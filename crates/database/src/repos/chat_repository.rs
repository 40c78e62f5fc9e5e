//! Repository for chat data access operations.

use crate::entities::Chat;
use crate::types::DatabaseResult;
use chrono::Utc;
use sqlx::{Row, SqlitePool};
use tracing::info;

#[derive(Clone)]
pub struct ChatRepository {
    pool: SqlitePool,
}

impl ChatRepository {
    pub fn new(pool: SqlitePool) -> Self {
        Self { pool }
    }

    /// Create a new group chat
    pub async fn create(&self, name: &str) -> DatabaseResult<Chat> {
        let now = Utc::now();
        let id = sqlx::query("INSERT INTO chats (name, chat_type, created_at) VALUES (?, 'group', ?)")
            .bind(name)
            .bind(now)
            .execute(&self.pool)
            .await?
            .last_insert_rowid();

        info!(chat_id = id, name, "created new chat");

        Ok(Chat {
            id,
            name: name.to_string(),
            chat_type: "group".to_string(),
            created_at: now,
        })
    }

    pub async fn find_by_id(&self, chat_id: i64) -> DatabaseResult<Option<Chat>> {
        let row = sqlx::query("SELECT id, name, chat_type, created_at FROM chats WHERE id = ?")
            .bind(chat_id)
            .fetch_optional(&self.pool)
            .await?;

        match row {
            Some(row) => Ok(Some(Chat {
                id: row.try_get("id")?,
                name: row.try_get("name")?,
                chat_type: row.try_get("chat_type")?,
                created_at: row.try_get("created_at")?,
            })),
            None => Ok(None),
        }
    }
}

#[cfg(test)]
mod tests {
    use super::*;
    use crate::test_support::test_pool;

    #[tokio::test]
    async fn create_then_find() {
        let (pool, _dir) = test_pool().await;
        let repo = ChatRepository::new(pool);

        let chat = repo.create("general").await.unwrap();
        let found = repo.find_by_id(chat.id).await.unwrap().unwrap();
        assert_eq!(found.name, "general");
        assert_eq!(found.chat_type, "group");
        assert!(repo.find_by_id(chat.id + 1).await.unwrap().is_none());
    }
}
//! Message entity definitions

use chrono::{DateTime, Utc};
use serde::{Deserialize, Serialize};

use super::attachment::{Attachment, NewAttachment};

/// A persisted unit of chat content.
///
/// `id` and `created_at` are assigned by the store when the message is
/// committed. Only `text` and `edited` change afterwards.
#[derive(Debug, Clone, PartialEq, Serialize, Deserialize)]
pub struct Message {
    pub id: i64,
    pub chat_id: i64,
    pub author_id: i64,
    pub text: String,
    pub created_at: DateTime<Utc>,
    pub edited: bool,
    pub reply_to: Option<i64>,
    #[serde(default)]
    pub attachments: Vec<Attachment>,
}

/// Validated input for a single atomic "message plus attachments" write.
#[derive(Debug, Clone)]
pub struct NewMessage {
    pub chat_id: i64,
    pub author_id: i64,
    pub text: String,
    pub reply_to: Option<i64>,
    pub attachments: Vec<NewAttachment>,
}
//! Database migrations

use anyhow::Context;
use sqlx::{migrate::Migrator, SqlitePool};
use tracing::info;

pub static MIGRATOR: Migrator = sqlx::migrate!("./migrations");

/// Run database migrations
pub async fn run_migrations(pool: &SqlitePool) -> anyhow::Result<()> {
    MIGRATOR
        .run(pool)
        .await
        .context("database migrations failed")?;
    info!("database migrations applied");
    Ok(())
}
//! Sendiz Database Crate
//!
//! Connection management, migrations, repositories and the [`ChatStore`]
//! seam used by the chat delivery services.

use sendiz_config::DatabaseConfig;
use sqlx::SqlitePool;

pub mod connection;
pub mod entities;
pub mod migrations;
pub mod repos;
pub mod store;
pub mod types;

pub use connection::prepare_database;
pub use migrations::run_migrations;

pub use entities::{
    Attachment, AttachmentKind, Chat, ChatMember, MemberRole, Message, NewAttachment, NewMessage,
};
pub use repos::{AttachmentRepository, ChatRepository, MemberRepository, MessageRepository};
pub use store::{ChatStore, SqliteStore};
pub use types::{DatabaseError, DatabaseResult};

/// Initialize the database with migrations
pub async fn initialize_database(config: &DatabaseConfig) -> DatabaseResult<SqlitePool> {
    let pool = prepare_database(config)
        .await
        .map_err(|e| DatabaseError::ConnectionError(format!("{e:#}")))?;

    run_migrations(&pool)
        .await
        .map_err(|e| DatabaseError::MigrationError(format!("{e:#}")))?;

    Ok(pool)
}
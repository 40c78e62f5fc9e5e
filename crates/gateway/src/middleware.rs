//! Middleware for authentication and other cross-cutting concerns

use std::sync::Arc;

use axum::{
    extract::{Request, State},
    http::{header, HeaderValue, Method},
    middleware::Next,
    response::Response,
};
use tower_http::cors::CorsLayer;
use tracing::warn;

use crate::error::GatewayError;
use crate::state::GatewayState;

/// Authenticated caller, inserted into request extensions by [`auth_middleware`].
#[derive(Debug, Clone, Copy, PartialEq, Eq)]
pub struct UserId(pub i64);

/// Validates the bearer token (header or `token` query parameter).
pub async fn auth_middleware(
    State(state): State<Arc<GatewayState>>,
    mut request: Request,
    next: Next,
) -> Result<Response, GatewayError> {
    let auth_header = request
        .headers()
        .get(header::AUTHORIZATION)
        .and_then(|header| header.to_str().ok())
        .and_then(|header| header.strip_prefix("Bearer "))
        .map(str::to_string);

    // Browsers cannot set headers on WebSocket upgrades.
    let query_token = request.uri().query().and_then(token_from_query);

    let token = auth_header.or(query_token).ok_or_else(|| {
        GatewayError::AuthenticationFailed("Missing authentication token".to_string())
    })?;

    let user_id = state.verifier.verify(&token)?;
    request.extensions_mut().insert(UserId(user_id));

    Ok(next.run(request).await)
}

fn token_from_query(query: &str) -> Option<String> {
    query.split('&').find_map(|pair| {
        let mut parts = pair.splitn(2, '=');
        match (parts.next(), parts.next()) {
            (Some("token"), Some(value)) => urlencoding::decode(value).ok().map(|v| v.into_owned()),
            _ => None,
        }
    })
}

/// Logging middleware for request/response logging
pub async fn logging_middleware(request: Request, next: Next) -> Response {
    let method = request.method().clone();
    let path = request.uri().path().to_string();

    let start = std::time::Instant::now();
    let response = next.run(request).await;
    let duration = start.elapsed();

    tracing::info!(
        method = %method,
        path = %path,
        status = %response.status(),
        duration_ms = duration.as_millis(),
        "Request completed"
    );

    response
}

pub fn create_cors_layer(allowed_origins: &[String]) -> CorsLayer {
    let origins: Vec<HeaderValue> = allowed_origins
        .iter()
        .filter_map(|origin| match origin.parse::<HeaderValue>() {
            Ok(value) => Some(value),
            Err(_) => {
                warn!(origin = %origin, "ignoring invalid CORS origin");
                None
            }
        })
        .collect();

    CorsLayer::new()
        .allow_origin(origins)
        .allow_methods([
            Method::GET,
            Method::POST,
            Method::PUT,
            Method::DELETE,
            Method::OPTIONS,
        ])
        .allow_headers([header::AUTHORIZATION, header::ACCEPT, header::CONTENT_TYPE])
        .allow_credentials(true)
}
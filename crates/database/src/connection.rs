//! Database connection management

use anyhow::{Context, Result};
use sendiz_config::DatabaseConfig;
use sqlx::pool::PoolConnection;
use sqlx::sqlite::{SqliteConnectOptions, SqliteJournalMode, SqlitePoolOptions};
use sqlx::{Sqlite, SqliteConnection, SqlitePool};
use std::path::Path;
use std::str::FromStr;
use std::time::Duration;
use tokio::fs;
use tracing::{info, warn};

use crate::types::{DatabaseError, DatabaseResult};

/// Prepare and establish a database connection.
///
/// Pragmas are set through the connect options so that every pooled
/// connection enforces foreign keys and waits on locks.
pub async fn prepare_database(config: &DatabaseConfig) -> Result<SqlitePool> {
    ensure_sqlite_path(&config.url).await?;

    let options = SqliteConnectOptions::from_str(&config.url)
        .with_context(|| format!("invalid database url {}", config.url))?
        .create_if_missing(true)
        .foreign_keys(true)
        .journal_mode(SqliteJournalMode::Wal)
        .busy_timeout(Duration::from_secs(5));

    let pool = SqlitePoolOptions::new()
        .max_connections(config.max_connections.max(1))
        .connect_with(options)
        .await
        .with_context(|| format!("failed to connect to database {}", config.url))?;

    info!(url = %config.url, "database connection established");
    Ok(pool)
}

/// Ensure the directory holding the SQLite database file exists.
async fn ensure_sqlite_path(url: &str) -> Result<()> {
    let Some(sqlite_path) = url
        .strip_prefix("sqlite://")
        .or_else(|| url.strip_prefix("sqlite:"))
    else {
        return Ok(());
    };

    let sqlite_path = sqlite_path.split('?').next().unwrap_or_default();
    if sqlite_path.is_empty() || sqlite_path == ":memory:" {
        return Ok(());
    }

    let path = Path::new(sqlite_path);
    if let Some(parent) = path.parent() {
        if !parent.as_os_str().is_empty() {
            fs::create_dir_all(parent).await.with_context(|| {
                format!("failed to create sqlite directory {}", parent.display())
            })?;
        }
    }

    Ok(())
}

/// Write transaction that holds SQLite's write lock from `BEGIN`.
///
/// Concurrent writers queue on `busy_timeout` at `BEGIN IMMEDIATE` instead of
/// failing when a read inside the transaction is later upgraded to a write.
/// Dropping it without [`commit`](Self::commit) or [`rollback`](Self::rollback)
/// closes the connection, which discards the open transaction.
pub(crate) struct ImmediateTransaction {
    conn: Option<PoolConnection<Sqlite>>,
}

impl ImmediateTransaction {
    pub(crate) async fn begin(pool: &SqlitePool) -> DatabaseResult<Self> {
        let mut conn = pool.acquire().await?;
        sqlx::query("BEGIN IMMEDIATE").execute(&mut *conn).await?;
        Ok(Self { conn: Some(conn) })
    }

    pub(crate) fn connection(&mut self) -> DatabaseResult<&mut SqliteConnection> {
        self.conn
            .as_deref_mut()
            .ok_or_else(|| DatabaseError::QueryError("transaction already finished".to_string()))
    }

    pub(crate) async fn commit(mut self) -> DatabaseResult<()> {
        sqlx::query("COMMIT").execute(self.connection()?).await?;
        self.conn.take();
        Ok(())
    }

    pub(crate) async fn rollback(mut self) {
        let Ok(conn) = self.connection() else {
            return;
        };
        match sqlx::query("ROLLBACK").execute(conn).await {
            Ok(_) => {
                self.conn.take();
            }
            Err(err) => warn!(error = %err, "rollback failed, discarding connection"),
        }
    }
}

impl Drop for ImmediateTransaction {
    fn drop(&mut self) {
        if let Some(conn) = self.conn.take() {
            drop(conn.detach());
        }
    }
}
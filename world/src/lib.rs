#![deny(
    unsafe_code,
    missing_docs,
    dead_code,
    unused_results,
    non_snake_case,
    unreachable_pub
)]

//! Authoritative board state for the map game.
//!
//! The [`Board`] is the single source of truth for what occupies which cell.
//! It stamps a wall of obstacles around its perimeter, keeps at most one
//! entity per cell, and routes every spawn and every enemy death through the
//! [`EventGate`] it was constructed with before touching the grid.

mod grid;
mod render;

use std::mem;

use log::{debug, warn};
use mapgame_core::{
    AllowAll, BoardError, Command, Direction, Entity, Event, EventGate, Position, VariantTag,
};
use rand::{seq::SliceRandom, Rng, SeedableRng};
use rand_chacha::ChaCha8Rng;

use crate::grid::CellGrid;

const DEFAULT_BOARD_SIZE: u32 = 10;
const DEFAULT_SEED: u64 = 0x6d61_7067_616d_6521;

/// Construction parameters for a [`Board`].
#[derive(Clone, Copy, Debug, PartialEq, Eq)]
pub struct BoardConfig {
    size: u32,
    seed: u64,
}

impl BoardConfig {
    /// Creates a configuration for a `size` x `size` board whose random
    /// draws derive from `seed`.
    #[must_use]
    pub const fn new(size: u32, seed: u64) -> Self {
        Self { size, seed }
    }

    /// Side length of the board.
    #[must_use]
    pub const fn size(&self) -> u32 {
        self.size
    }

    /// Seed of the board's random number generator.
    #[must_use]
    pub const fn seed(&self) -> u64 {
        self.seed
    }
}

impl Default for BoardConfig {
    fn default() -> Self {
        Self::new(DEFAULT_BOARD_SIZE, DEFAULT_SEED)
    }
}

/// Square grid of optional entities surrounded by a wall of obstacles.
#[derive(Debug)]
pub struct Board<G = AllowAll> {
    grid: CellGrid,
    gate: G,
    rng: ChaCha8Rng,
}

impl<G> Board<G> {
    /// Creates an empty `size` x `size` board with its border walled off.
    pub fn new(size: u32, gate: G) -> Result<Self, BoardError> {
        Self::with_config(BoardConfig::new(size, DEFAULT_SEED), gate)
    }

    /// Creates an empty board from an explicit configuration.
    pub fn with_config(config: BoardConfig, gate: G) -> Result<Self, BoardError> {
        let grid = CellGrid::new(config.size())?;
        Ok(Self::walled(grid, gate, config.seed()))
    }

    /// Adopts a pre-filled square grid indexed as `rows[y][x]`.
    ///
    /// Edge cells are overwritten with obstacles; interior cells are kept as
    /// provided. No gate hooks run during construction.
    pub fn from_grid(rows: Vec<Vec<Option<Entity>>>, gate: G) -> Result<Self, BoardError> {
        let grid = CellGrid::from_rows(rows)?;
        Ok(Self::walled(grid, gate, DEFAULT_SEED))
    }

    fn walled(mut grid: CellGrid, gate: G, seed: u64) -> Self {
        grid.stamp_border();
        Self {
            grid,
            gate,
            rng: ChaCha8Rng::seed_from_u64(seed),
        }
    }

    /// Restarts the random number generator from `seed`.
    pub fn reseed(&mut self, seed: u64) {
        self.rng = ChaCha8Rng::seed_from_u64(seed);
    }

    /// Side length of the board.
    #[must_use]
    pub fn size(&self) -> u32 {
        self.grid.size()
    }

    /// Provides read-only access to the gate.
    #[must_use]
    pub fn gate(&self) -> &G {
        &self.gate
    }

    /// Provides mutable access to the gate.
    pub fn gate_mut(&mut self) -> &mut G {
        &mut self.gate
    }

    /// Consumes the board, yielding its gate.
    pub fn into_gate(self) -> G {
        self.gate
    }

    /// Reports whether `position` lies on the board.
    #[must_use]
    pub fn contains(&self, position: Position) -> bool {
        self.grid.index(position).is_some()
    }

    /// Fails with [`BoardError::OutOfBounds`] unless `position` lies on the
    /// board.
    pub fn ensure_contains(&self, position: Position) -> Result<(), BoardError> {
        self.grid.checked_index(position).map(|_| ())
    }

    /// Returns the occupant of `position`, if any.
    pub fn get(&self, position: Position) -> Result<Option<&Entity>, BoardError> {
        let index = self.grid.checked_index(position)?;
        Ok(self.grid.get(index))
    }

    /// Reports whether `position` holds no entity.
    pub fn is_empty(&self, position: Position) -> Result<bool, BoardError> {
        Ok(self.get(position)?.is_none())
    }

    /// Reports whether the occupant of `position` equals `candidate`, where
    /// `None` matches only an empty cell.
    pub fn equals_at(
        &self,
        position: Position,
        candidate: Option<&Entity>,
    ) -> Result<bool, BoardError> {
        Ok(self.get(position)? == candidate)
    }

    /// Every position on the board in row-major order.
    ///
    /// The sequence is recomputed on every call.
    pub fn all_positions(&self) -> impl Iterator<Item = Position> {
        let side = self.grid.side();
        (0..side).flat_map(move |y| (0..side).map(move |x| Position::new(x, y)))
    }

    /// Positions holding an entity, in row-major order.
    pub fn occupied_positions(&self) -> impl Iterator<Item = Position> + '_ {
        self.grid
            .iter()
            .filter_map(|(position, cell)| cell.map(|_| position))
    }

    /// Positions holding no entity, in row-major order.
    pub fn empty_positions(&self) -> impl Iterator<Item = Position> + '_ {
        self.grid
            .iter()
            .filter_map(|(position, cell)| cell.is_none().then_some(position))
    }

    /// First position in row-major order whose occupant equals `entity`.
    #[must_use]
    pub fn locate(&self, entity: &Entity) -> Option<Position> {
        self.grid
            .iter()
            .find_map(|(position, cell)| (cell == Some(entity)).then_some(position))
    }

    /// Positions whose occupant carries `tag` or belongs to the `tag` family.
    pub fn positions_by_variant(&self, tag: VariantTag) -> impl Iterator<Item = Position> + '_ {
        self.grid.iter().filter_map(move |(position, cell)| {
            cell.is_some_and(|entity| tag.matches(entity.tag()))
                .then_some(position)
        })
    }

    /// Occupants matching `tag`, in row-major order.
    ///
    /// Only direct children of [`VariantTag::Entity`] may be queried; any
    /// other tag yields [`BoardError::InvalidVariantQuery`].
    pub fn objects_by_variant(&self, tag: VariantTag) -> Result<Vec<&Entity>, BoardError> {
        if !tag.is_top_level() {
            return Err(BoardError::InvalidVariantQuery { tag });
        }

        Ok(self
            .grid
            .iter()
            .filter_map(|(_, cell)| cell.filter(|entity| tag.matches(entity.tag())))
            .collect())
    }

    /// Picks a uniformly random empty position.
    pub fn random_empty_position(&mut self) -> Result<Position, BoardError> {
        let empty: Vec<Position> = self.empty_positions().collect();
        empty.choose(&mut self.rng).copied().ok_or_else(|| {
            warn!("no empty cell left on the {0}x{0} board", self.grid.size());
            BoardError::NoSpaceAvailable
        })
    }

    /// Picks one of the four axis-aligned neighbours of `position` uniformly.
    ///
    /// The result is neither bounds- nor occupancy-checked; callers validate
    /// it before use.
    pub fn random_neighbor(&mut self, position: Position) -> Position {
        let index = self.rng.gen_range(0..Direction::ALL.len());
        position.offset(Direction::ALL[index])
    }

    /// Renders the board as text, see the [`std::fmt::Display`] impl.
    #[must_use]
    pub fn render(&self) -> String {
        self.to_string()
    }
}

impl<G: EventGate> Board<G> {
    /// Spawns `entity` into the empty cell at `position`.
    ///
    /// Fails without touching the board if the cell is occupied or the gate
    /// cancels the spawn.
    pub fn place(&mut self, position: Position, entity: Entity) -> Result<(), BoardError> {
        let index = self.grid.checked_index(position)?;
        if self.grid.get(index).is_some() {
            return Err(BoardError::OccupiedCell { position });
        }

        if self.gate.on_entity_spawn(&entity, position).is_cancelled() {
            debug!("spawn of {entity:?} at {position} cancelled");
            return Err(BoardError::SpawnCancelled { position });
        }

        *self.grid.slot_mut(index) = Some(entity);
        debug!("spawned {entity:?} at {position}");
        Ok(())
    }

    /// Clears `position`, returning the previous occupant.
    ///
    /// A cell holding a player is left untouched and `Ok(None)` is returned.
    pub fn remove(&mut self, position: Position) -> Result<Option<Entity>, BoardError> {
        if self.get(position)?.is_some_and(Entity::is_player) {
            debug!("refusing to remove the player at {position}");
            return Ok(None);
        }
        self.replace(position, None)
    }

    /// Unconditionally overwrites `position`, returning the previous occupant.
    ///
    /// When the cell holds an enemy, the gate is offered its death first and a
    /// cancellation leaves the enemy in place.
    pub fn replace(
        &mut self,
        position: Position,
        entity: Option<Entity>,
    ) -> Result<Option<Entity>, BoardError> {
        let index = self.grid.checked_index(position)?;
        if let Some(enemy) = self.grid.get(index).and_then(|current| current.as_enemy()) {
            if self.gate.on_enemy_death(position, enemy).is_cancelled() {
                debug!("death of enemy {} at {position} cancelled", enemy.id().get());
                return Err(BoardError::DeathCancelled { position });
            }
            debug!("enemy {} died at {position}", enemy.id().get());
        }

        Ok(mem::replace(self.grid.slot_mut(index), entity))
    }

    /// Spawns `entity` into a uniformly random empty cell, returning where it
    /// landed.
    pub fn place_random(&mut self, entity: Entity) -> Result<Position, BoardError> {
        let position = self.random_empty_position()?;
        self.place(position, entity)?;
        Ok(position)
    }
}

/// Applies the provided command to the board, reporting the outcome as
/// events.
///
/// Every failure emits exactly one [`Event::Rejected`]. Removing a player is
/// a silent no-op.
pub fn apply<G: EventGate>(board: &mut Board<G>, command: Command, out_events: &mut Vec<Event>) {
    match command {
        Command::Place { position, entity } => match board.place(position, entity) {
            Ok(()) => out_events.push(Event::EntitySpawned { position, entity }),
            Err(reason) => out_events.push(Event::Rejected { reason }),
        },
        Command::PlaceRandom { entity } => match board.place_random(entity) {
            Ok(position) => out_events.push(Event::EntitySpawned { position, entity }),
            Err(reason) => out_events.push(Event::Rejected { reason }),
        },
        Command::Replace { position, entity } => {
            let outcome = board.replace(position, entity);
            report_replacement(position, entity, outcome, out_events);
        }
        Command::Remove { position } => match board.get(position) {
            Ok(Some(occupant)) if occupant.is_player() => {}
            Ok(_) => {
                let outcome = board.remove(position);
                report_replacement(position, None, outcome, out_events);
            }
            Err(reason) => out_events.push(Event::Rejected { reason }),
        },
    }
}

fn report_replacement(
    position: Position,
    current: Option<Entity>,
    outcome: Result<Option<Entity>, BoardError>,
    out_events: &mut Vec<Event>,
) {
    match outcome {
        Ok(previous) => {
            if let Some(enemy) = previous.as_ref().and_then(Entity::as_enemy) {
                out_events.push(Event::EnemyDied {
                    position,
                    enemy: *enemy,
                });
            }
            if previous != current {
                out_events.push(Event::CellChanged {
                    position,
                    previous,
                    current,
                });
            }
        }
        Err(reason) => out_events.push(Event::Rejected { reason }),
    }
}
******
What is needed:
Select from the material above each line in which the string "warn" appears, and list those lines.

Task response:
use tracing::warn;
                warn!(origin = %origin, "ignoring invalid CORS origin");
use tracing::{info, warn};
            Err(err) => warn!(error = %err, "rollback failed, discarding connection"),
use log::{debug, warn};
            warn!("no empty cell left on the {0}x{0} board", self.grid.size());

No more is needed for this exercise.